A couple of months ago, we released our second annual study of freelance creatives on The Freelancer. We asked freelancers about a range of topics from how they find work, how they market themselves, how much they work, and more.

One thing was clear: Freelance creatives don’t use co-working spaces, and they don’t supplement their income by working for sharing economy giants like Uber and Airbnb. From a total of 1,119 freelancers, only 3 percent of respondents said they worked mostly in a co-working space—and only 1 percent of part-time freelance creatives claimed to be a part of the sharing economy.

There were plenty of other important takeaways from the study that tell us a lot about how the gig economy is developing. Here are 11 of the best.

Click here for more on the methodology and demographic background of the study.

1. Eighty percent of respondents have attained a bachelor’s degree or higher. By contrast, 33 percent of the total U.S. population has a bachelor’s degree or higher, a 47 percent gap.

freelance study

2. Seventy-six percent of respondents freelance by choice. Despite the inherent complexities of the lifestyle—wage instability, lack of benefits, tax complications, and so on—creatives largely go freelance because they want to, not because they need to.

freelance study

3. Overall, it was a good year for freelance creatives. Fifty-five percent think their lives as freelancers have improved in the past year, and only 13 percent believe it declined. That’s a drop from last year, however, when 65 percent said life as a freelancer had improved.

freelance study

4. Freelance creatives are mixed when it comes to the predicting the future. Thirty-five percent expect freelancing to become less difficult, 34 percent think it will get more difficult, and 31 percent think it will stay the same.

freelance study

5. Among full-time freelancers, income is at a comparable level to U.S. averages. Forty percent of the labor force’s yearly income falls under $20,000, compared to 35 percent for full-time freelancers. About 8 percent of full-time freelancers make more than $100,000 per year, compared to 6.6 percent of the U.S. labor force. Given that freelance creatives are overeducated compared to the general U.S. population, however, full-time freelancers are being under-compensated relative to their education level.

freelance study

6. Freelancers receive payment in a variety of ways. Direct deposit, mailed checks, and digital payment (such as PayPal) are used about evenly, suggesting a majority of people don’t have to deal with dreaded lag times of three-plus months just to receive a check.

freelance study

7. Social media is a critical part of life for many freelancers. Sixty-five percent have social media profiles that they update and use regularly for their work, and more freelancers ranked social media a 10 (on a 0–10 scale) for importance to their work than any other number.

freelance study

Of all the social networks, LinkedIn was most important, followed closely by Twitter and Facebook. Instagram, Tumblr, and “Other” made up 7 percent of the total. If you’re looking for freelancers, LinkedIn, Twitter, and Facebook are the places you’ll most likely find them.

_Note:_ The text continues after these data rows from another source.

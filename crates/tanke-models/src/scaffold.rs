//! Scaffold resources and knowledge-map node status.

use serde::{Deserialize, Serialize};

use crate::dimension::Dimension;

/// Kind of supplementary resource.
#[derive(Debug, Clone, Copy, PartialEq, Eq, Hash, Serialize, Deserialize)]
#[serde(rename_all = "lowercase")]
pub enum ResourceKind {
    Video,
    Exercise,
    Reading,
}

impl std::fmt::Display for ResourceKind {
    fn fmt(&self, f: &mut std::fmt::Formatter<'_>) -> std::fmt::Result {
        match self {
            Self::Video => write!(f, "video"),
            Self::Exercise => write!(f, "exercise"),
            Self::Reading => write!(f, "reading"),
        }
    }
}

/// A supplementary resource aimed at one dimension.
#[derive(Debug, Clone, PartialEq, Eq, Serialize, Deserialize)]
#[serde(rename_all = "camelCase")]
pub struct ScaffoldResource {
    pub id: String,
    #[serde(rename = "type")]
    pub kind: ResourceKind,
    pub title: String,
    pub description: String,
    pub link: String,
    pub target_dimension: Dimension,
}

/// Display status of a dimension in the knowledge map.
#[derive(Debug, Clone, Copy, PartialEq, Eq, Serialize, Deserialize)]
#[serde(rename_all = "lowercase")]
pub enum NodeStatus {
    /// Not yet reached.
    Locked,
    /// The dimension currently being worked on.
    Active,
    /// Finished through forward progression.
    Completed,
}

impl std::fmt::Display for NodeStatus {
    fn fmt(&self, f: &mut std::fmt::Formatter<'_>) -> std::fmt::Result {
        match self {
            Self::Locked => write!(f, "locked"),
            Self::Active => write!(f, "active"),
            Self::Completed => write!(f, "completed"),
        }
    }
}

#[cfg(test)]
mod tests {
    use super::*;

    #[test]
    fn test_resource_wire_format() {
        let json = r##"{
            "id": "v1",
            "type": "video",
            "title": "浮力产生的微观解释",
            "description": "3分钟动画",
            "link": "#",
            "targetDimension": "WHY"
        }"##;

        let resource: ScaffoldResource = serde_json::from_str(json).unwrap();
        assert_eq!(resource.kind, ResourceKind::Video);
        assert_eq!(resource.target_dimension, Dimension::Why);
    }
}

8. The majority of freelance creatives (57 percent) find work online.

freelance study

Of that 57 percent, the majority of work comes from professional references. Digital platforms, cold pitching, and social media are the other major sources of work, but there’s a sizable gap between references and the rest.

freelance study

9. The majority of respondents either complete an even mix of work between media companies and corporate clients or work more for media companies. In total, 67 percent of respondents had worked with a corporate client in the past year.

freelance study

In terms of why freelance creatives work for brand clients, the reasons are mainly financial: 67 percent said they think working for a brand is either “financially necessary” or “a financial bonus.”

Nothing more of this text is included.